:: TASK INPUT

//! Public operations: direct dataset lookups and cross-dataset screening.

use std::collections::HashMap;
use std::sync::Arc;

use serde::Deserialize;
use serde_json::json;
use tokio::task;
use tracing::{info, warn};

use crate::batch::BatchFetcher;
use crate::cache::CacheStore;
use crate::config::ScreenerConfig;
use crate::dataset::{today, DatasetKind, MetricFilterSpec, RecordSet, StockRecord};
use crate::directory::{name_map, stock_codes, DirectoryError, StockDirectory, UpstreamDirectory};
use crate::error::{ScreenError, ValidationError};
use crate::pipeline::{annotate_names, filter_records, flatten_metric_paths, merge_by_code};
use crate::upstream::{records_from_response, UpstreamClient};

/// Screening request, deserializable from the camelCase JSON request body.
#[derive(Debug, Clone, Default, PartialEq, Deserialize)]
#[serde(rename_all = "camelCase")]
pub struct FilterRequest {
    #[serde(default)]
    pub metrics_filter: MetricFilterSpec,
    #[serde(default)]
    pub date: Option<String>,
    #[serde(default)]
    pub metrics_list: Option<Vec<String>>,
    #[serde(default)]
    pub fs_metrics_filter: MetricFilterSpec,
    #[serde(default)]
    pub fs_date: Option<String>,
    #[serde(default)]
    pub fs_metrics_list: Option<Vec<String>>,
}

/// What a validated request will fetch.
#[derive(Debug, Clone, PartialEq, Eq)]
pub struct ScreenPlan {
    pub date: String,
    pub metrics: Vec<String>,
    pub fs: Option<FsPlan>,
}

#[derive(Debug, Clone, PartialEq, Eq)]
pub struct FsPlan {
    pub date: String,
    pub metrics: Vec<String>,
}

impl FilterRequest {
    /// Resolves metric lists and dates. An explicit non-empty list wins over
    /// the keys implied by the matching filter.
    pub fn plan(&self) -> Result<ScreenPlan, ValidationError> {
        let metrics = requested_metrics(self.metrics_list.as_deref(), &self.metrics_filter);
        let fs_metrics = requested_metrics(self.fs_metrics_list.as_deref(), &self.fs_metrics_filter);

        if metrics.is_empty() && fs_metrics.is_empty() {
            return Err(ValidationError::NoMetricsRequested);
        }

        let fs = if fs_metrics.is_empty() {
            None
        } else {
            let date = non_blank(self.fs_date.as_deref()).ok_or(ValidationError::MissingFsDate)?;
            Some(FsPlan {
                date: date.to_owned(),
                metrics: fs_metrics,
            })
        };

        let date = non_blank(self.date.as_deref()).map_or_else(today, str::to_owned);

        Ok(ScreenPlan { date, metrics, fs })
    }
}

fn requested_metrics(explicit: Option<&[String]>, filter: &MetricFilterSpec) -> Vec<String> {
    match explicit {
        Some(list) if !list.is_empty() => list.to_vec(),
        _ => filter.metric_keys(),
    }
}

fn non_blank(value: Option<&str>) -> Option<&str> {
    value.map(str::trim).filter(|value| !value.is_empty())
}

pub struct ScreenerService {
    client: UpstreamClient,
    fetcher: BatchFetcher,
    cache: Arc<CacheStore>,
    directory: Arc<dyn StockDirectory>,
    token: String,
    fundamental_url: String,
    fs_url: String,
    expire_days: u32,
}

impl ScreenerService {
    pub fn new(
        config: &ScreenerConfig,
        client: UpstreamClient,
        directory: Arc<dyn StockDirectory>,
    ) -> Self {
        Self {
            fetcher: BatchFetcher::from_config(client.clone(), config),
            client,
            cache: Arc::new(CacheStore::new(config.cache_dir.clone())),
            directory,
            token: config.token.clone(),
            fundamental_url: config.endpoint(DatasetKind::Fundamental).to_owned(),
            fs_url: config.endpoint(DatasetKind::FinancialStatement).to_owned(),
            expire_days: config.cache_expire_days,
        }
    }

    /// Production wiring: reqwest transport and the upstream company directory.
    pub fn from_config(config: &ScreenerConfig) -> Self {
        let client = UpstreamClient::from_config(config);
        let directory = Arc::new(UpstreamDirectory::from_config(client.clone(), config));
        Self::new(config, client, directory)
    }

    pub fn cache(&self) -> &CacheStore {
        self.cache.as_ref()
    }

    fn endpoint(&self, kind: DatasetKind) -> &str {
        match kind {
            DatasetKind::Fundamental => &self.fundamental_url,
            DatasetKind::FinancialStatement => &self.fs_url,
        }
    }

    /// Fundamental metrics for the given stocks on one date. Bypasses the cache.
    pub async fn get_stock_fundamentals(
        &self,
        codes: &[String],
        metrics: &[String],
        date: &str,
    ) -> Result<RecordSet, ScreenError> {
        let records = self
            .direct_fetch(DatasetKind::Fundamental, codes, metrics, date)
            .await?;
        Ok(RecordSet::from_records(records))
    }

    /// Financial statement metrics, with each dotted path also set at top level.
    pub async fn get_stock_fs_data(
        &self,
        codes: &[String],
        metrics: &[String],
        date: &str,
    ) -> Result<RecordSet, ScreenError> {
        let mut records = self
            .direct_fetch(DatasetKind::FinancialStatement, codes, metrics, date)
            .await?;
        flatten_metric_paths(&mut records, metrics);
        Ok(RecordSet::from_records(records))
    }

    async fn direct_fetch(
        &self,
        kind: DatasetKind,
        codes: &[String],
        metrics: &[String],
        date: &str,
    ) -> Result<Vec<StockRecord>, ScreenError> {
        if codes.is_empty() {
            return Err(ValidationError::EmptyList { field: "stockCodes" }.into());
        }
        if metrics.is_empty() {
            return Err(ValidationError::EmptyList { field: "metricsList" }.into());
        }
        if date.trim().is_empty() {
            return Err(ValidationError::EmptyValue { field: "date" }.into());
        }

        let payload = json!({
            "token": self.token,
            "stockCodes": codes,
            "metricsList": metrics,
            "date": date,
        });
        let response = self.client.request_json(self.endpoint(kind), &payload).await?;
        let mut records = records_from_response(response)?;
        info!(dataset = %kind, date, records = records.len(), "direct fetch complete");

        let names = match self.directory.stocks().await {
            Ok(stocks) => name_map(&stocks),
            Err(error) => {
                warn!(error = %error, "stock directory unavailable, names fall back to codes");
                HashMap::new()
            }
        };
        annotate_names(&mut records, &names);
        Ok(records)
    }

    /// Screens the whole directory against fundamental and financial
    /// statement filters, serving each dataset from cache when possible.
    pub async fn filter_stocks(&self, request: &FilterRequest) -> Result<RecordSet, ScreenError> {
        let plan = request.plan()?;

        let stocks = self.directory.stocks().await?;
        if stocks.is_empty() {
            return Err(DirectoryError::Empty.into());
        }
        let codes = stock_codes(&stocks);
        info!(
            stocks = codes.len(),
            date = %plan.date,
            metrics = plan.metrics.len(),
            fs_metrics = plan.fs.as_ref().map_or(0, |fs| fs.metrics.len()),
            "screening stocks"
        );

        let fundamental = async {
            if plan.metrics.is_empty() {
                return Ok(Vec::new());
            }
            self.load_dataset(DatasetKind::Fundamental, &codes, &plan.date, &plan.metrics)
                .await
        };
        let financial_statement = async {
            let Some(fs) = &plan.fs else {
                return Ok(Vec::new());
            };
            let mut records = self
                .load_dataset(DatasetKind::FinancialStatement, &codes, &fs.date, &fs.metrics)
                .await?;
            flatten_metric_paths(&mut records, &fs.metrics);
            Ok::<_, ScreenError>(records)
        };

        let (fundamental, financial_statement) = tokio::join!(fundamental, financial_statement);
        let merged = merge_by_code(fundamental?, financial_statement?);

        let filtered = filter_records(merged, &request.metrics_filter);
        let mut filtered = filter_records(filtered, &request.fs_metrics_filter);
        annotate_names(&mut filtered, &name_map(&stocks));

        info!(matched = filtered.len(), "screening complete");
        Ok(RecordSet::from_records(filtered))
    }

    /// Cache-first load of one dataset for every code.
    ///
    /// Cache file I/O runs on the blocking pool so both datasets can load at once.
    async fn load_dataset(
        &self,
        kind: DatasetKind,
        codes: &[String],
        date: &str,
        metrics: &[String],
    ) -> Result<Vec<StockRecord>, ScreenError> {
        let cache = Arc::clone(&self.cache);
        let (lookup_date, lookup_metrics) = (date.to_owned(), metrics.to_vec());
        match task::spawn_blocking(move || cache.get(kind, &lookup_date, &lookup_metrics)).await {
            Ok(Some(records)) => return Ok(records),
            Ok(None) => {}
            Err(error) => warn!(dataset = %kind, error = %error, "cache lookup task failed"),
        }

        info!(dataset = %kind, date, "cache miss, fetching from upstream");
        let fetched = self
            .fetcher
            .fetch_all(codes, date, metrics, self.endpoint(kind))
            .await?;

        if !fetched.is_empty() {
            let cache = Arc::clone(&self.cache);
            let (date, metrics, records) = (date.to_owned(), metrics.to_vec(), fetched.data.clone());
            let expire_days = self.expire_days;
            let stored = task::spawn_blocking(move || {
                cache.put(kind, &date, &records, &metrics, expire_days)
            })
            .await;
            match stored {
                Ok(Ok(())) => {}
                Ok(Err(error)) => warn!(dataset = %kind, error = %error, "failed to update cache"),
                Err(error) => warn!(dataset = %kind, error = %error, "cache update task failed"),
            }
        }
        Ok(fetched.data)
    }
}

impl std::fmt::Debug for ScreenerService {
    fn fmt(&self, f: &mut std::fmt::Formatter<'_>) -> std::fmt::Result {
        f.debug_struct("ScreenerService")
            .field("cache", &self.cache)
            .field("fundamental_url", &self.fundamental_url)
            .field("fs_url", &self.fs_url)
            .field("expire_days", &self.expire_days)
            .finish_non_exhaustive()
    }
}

::::

▶ [AIM OF THE TASK]
A single number is asked for: how many lines in the entries above hold the string "async".

▶ [EXERCISE RESPONSE]
7